Search the listing for the string "window" and copy every line that contains it.
DATA FOR THE TASK START
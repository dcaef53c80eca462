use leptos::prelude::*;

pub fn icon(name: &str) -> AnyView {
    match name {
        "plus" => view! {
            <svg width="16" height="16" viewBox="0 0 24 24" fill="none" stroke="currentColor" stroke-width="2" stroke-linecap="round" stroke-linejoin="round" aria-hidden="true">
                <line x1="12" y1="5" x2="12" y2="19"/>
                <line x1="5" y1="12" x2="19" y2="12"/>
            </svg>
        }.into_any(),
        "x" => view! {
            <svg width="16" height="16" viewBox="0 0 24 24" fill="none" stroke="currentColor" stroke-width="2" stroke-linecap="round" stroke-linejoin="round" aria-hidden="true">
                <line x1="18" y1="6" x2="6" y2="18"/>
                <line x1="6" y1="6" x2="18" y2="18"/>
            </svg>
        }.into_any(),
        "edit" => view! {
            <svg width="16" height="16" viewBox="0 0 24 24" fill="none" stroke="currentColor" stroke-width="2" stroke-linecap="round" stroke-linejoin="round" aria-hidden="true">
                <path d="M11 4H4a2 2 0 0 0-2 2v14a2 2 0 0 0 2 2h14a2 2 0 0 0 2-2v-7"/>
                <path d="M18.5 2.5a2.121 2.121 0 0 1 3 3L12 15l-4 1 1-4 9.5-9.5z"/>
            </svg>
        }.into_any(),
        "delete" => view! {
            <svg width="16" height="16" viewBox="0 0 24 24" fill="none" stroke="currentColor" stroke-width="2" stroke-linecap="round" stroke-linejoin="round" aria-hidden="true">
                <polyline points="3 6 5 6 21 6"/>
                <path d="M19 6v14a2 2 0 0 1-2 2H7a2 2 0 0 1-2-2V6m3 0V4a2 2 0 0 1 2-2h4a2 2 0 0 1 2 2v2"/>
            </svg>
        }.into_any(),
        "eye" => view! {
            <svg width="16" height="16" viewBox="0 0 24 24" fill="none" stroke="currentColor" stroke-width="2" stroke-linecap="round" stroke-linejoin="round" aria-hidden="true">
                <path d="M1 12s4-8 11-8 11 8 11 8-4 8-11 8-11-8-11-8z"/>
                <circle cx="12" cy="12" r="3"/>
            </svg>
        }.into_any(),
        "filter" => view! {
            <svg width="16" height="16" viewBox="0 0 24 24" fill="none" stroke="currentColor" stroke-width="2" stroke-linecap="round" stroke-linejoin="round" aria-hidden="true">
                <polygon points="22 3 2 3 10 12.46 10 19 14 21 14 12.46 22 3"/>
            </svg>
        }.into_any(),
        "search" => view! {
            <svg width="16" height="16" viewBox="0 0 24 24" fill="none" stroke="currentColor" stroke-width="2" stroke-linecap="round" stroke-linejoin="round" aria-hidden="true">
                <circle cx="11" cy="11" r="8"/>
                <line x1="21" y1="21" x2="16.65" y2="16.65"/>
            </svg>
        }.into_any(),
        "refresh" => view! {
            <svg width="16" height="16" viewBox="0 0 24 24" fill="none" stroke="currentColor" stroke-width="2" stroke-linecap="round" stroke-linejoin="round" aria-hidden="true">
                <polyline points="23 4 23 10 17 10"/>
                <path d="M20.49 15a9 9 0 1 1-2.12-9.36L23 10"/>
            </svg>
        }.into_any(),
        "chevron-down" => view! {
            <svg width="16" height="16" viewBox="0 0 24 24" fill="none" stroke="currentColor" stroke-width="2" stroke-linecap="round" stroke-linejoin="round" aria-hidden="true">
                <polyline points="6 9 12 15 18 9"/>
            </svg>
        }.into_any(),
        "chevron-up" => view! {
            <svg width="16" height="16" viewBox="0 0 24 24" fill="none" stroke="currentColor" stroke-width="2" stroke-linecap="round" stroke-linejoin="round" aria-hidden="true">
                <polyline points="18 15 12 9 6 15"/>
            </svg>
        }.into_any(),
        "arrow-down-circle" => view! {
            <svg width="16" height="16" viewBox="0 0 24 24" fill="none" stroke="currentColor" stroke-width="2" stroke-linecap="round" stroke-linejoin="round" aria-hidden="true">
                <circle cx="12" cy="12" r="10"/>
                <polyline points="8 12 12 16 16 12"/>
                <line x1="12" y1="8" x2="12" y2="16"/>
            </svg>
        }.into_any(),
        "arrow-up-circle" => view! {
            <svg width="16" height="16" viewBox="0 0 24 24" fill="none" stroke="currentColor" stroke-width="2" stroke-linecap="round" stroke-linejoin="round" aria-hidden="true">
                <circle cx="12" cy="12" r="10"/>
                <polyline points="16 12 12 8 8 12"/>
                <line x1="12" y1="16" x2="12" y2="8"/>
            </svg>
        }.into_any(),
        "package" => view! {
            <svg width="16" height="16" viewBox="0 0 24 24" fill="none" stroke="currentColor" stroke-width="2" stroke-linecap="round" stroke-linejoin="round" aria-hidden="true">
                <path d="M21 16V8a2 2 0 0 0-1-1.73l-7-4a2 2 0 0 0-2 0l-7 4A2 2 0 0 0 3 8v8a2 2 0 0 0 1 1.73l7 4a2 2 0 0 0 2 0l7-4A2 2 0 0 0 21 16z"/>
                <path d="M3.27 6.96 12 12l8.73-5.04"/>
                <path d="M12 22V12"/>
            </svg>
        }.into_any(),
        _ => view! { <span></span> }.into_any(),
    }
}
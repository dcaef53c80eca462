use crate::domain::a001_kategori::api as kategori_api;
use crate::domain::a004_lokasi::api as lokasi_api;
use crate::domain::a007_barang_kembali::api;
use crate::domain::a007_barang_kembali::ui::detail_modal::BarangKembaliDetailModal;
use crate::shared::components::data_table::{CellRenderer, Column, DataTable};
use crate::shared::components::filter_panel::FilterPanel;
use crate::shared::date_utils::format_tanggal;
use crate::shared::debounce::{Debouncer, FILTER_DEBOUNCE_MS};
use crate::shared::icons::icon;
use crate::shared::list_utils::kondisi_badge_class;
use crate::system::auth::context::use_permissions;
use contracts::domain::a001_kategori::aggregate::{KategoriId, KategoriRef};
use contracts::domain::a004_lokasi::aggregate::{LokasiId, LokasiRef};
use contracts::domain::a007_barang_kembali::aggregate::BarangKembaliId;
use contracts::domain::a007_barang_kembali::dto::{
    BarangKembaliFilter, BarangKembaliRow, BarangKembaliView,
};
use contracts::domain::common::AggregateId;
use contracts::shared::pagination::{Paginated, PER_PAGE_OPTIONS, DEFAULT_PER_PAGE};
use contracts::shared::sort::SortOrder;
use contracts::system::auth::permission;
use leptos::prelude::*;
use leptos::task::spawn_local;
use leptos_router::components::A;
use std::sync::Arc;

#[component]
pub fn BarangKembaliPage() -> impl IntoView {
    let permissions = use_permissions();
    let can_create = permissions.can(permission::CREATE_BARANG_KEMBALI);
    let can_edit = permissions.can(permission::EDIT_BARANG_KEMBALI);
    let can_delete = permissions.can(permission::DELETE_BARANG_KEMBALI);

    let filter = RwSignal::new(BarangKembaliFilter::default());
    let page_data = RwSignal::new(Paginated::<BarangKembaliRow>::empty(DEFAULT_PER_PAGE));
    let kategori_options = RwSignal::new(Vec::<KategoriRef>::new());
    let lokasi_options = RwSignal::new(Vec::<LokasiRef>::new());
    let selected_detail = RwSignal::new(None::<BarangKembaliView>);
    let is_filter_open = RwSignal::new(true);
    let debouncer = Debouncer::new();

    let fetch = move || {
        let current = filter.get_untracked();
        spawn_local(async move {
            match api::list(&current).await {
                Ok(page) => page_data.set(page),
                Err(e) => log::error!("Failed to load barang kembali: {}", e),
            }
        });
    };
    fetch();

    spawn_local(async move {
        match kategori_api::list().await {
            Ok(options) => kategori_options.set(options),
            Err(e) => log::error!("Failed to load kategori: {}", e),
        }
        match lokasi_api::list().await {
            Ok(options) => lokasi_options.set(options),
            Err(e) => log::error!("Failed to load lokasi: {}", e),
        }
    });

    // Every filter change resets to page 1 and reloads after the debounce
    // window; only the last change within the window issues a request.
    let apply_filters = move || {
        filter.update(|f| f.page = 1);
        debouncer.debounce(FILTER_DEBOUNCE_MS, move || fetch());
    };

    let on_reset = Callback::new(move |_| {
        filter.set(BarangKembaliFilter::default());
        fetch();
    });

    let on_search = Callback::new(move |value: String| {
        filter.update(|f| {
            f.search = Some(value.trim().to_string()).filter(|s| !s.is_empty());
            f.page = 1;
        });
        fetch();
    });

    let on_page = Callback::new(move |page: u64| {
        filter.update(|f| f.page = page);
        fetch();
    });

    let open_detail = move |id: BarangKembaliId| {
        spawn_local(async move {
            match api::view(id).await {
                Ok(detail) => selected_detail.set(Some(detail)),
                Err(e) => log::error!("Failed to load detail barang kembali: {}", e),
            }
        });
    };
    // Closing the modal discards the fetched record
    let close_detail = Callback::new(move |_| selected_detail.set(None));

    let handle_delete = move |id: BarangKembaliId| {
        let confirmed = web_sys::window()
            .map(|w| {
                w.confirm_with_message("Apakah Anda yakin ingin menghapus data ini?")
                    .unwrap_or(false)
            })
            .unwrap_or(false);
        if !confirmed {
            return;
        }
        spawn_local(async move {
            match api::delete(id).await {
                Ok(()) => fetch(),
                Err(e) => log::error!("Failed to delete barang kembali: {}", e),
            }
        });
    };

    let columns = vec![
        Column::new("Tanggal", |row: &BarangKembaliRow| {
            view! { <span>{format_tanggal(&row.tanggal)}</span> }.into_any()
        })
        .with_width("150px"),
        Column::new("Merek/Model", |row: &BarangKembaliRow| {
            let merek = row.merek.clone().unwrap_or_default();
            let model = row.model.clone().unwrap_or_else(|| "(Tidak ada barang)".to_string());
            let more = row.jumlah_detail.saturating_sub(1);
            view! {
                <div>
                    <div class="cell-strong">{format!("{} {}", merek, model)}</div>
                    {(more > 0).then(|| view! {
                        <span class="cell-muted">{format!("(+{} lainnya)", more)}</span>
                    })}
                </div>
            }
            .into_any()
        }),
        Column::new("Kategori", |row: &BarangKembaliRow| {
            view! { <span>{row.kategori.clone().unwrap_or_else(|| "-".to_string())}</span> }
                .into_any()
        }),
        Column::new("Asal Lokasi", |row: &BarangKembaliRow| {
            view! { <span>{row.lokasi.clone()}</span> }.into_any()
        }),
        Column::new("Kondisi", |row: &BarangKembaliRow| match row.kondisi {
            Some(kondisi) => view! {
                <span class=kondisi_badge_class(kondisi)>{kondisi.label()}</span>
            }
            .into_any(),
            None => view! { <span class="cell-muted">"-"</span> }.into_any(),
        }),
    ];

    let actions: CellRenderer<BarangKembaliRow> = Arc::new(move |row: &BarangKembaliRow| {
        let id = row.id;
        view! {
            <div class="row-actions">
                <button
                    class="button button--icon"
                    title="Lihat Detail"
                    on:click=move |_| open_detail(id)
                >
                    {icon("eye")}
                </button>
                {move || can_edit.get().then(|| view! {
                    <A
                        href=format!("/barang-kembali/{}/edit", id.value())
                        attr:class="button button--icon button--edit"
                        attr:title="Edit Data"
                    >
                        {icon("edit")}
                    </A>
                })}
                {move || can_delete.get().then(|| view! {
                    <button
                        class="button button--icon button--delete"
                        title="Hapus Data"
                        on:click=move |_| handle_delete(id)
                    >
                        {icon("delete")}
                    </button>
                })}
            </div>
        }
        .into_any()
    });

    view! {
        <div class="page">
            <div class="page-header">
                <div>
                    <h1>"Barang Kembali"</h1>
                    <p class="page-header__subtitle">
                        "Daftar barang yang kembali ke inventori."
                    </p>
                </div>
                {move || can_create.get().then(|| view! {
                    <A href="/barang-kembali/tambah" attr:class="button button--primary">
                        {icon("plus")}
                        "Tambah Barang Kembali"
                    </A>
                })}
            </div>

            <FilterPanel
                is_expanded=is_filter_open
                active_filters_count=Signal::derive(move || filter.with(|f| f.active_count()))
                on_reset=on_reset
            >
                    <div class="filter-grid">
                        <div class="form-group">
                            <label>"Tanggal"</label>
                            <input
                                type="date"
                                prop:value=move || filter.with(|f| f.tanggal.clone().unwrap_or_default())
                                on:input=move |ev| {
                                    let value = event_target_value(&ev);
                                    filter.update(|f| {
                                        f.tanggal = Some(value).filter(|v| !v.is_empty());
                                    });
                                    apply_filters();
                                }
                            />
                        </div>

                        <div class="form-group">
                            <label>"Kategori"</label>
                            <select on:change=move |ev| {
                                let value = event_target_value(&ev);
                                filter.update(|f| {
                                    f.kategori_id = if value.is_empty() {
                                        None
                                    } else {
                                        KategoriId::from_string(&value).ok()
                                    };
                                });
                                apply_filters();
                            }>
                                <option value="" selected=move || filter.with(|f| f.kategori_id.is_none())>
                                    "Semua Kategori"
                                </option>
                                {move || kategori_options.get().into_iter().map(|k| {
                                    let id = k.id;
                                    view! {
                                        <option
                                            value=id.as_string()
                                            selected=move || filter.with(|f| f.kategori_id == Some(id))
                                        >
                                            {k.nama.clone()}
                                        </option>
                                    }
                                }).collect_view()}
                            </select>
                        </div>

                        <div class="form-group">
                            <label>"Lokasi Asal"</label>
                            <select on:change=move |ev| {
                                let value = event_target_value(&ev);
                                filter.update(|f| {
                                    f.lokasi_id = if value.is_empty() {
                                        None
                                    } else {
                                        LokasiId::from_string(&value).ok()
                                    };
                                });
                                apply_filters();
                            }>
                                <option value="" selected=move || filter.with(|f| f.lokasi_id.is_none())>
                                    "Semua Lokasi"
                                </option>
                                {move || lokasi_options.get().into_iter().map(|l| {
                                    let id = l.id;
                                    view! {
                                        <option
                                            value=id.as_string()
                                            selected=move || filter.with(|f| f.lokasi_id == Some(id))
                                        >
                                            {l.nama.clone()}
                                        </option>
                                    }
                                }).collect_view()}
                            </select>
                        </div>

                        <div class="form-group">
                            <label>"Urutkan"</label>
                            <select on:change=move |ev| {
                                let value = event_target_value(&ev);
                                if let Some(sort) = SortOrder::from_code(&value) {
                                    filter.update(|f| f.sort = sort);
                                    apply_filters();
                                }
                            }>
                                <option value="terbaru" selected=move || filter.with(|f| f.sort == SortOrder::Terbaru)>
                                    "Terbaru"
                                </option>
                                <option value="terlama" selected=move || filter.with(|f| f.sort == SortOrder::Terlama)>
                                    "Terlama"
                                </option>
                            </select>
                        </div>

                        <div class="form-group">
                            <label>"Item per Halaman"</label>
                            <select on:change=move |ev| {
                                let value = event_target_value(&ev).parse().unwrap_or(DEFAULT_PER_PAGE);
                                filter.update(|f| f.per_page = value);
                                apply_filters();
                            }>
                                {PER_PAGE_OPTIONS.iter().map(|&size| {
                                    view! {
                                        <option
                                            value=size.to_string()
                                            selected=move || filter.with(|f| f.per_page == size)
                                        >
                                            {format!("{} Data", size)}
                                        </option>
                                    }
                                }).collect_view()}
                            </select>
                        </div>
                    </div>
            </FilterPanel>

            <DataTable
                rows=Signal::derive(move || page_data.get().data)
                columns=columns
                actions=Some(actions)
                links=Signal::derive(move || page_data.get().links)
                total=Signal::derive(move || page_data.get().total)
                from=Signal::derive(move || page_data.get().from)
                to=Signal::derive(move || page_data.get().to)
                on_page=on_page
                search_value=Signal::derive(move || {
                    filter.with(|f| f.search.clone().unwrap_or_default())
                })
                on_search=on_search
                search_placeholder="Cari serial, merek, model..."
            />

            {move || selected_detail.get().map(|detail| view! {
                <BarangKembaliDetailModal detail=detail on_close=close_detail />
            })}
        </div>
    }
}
DATA FOR THE TASK END
REPLY:
    // window; only the last change within the window issues a request.
        let confirmed = web_sys::window()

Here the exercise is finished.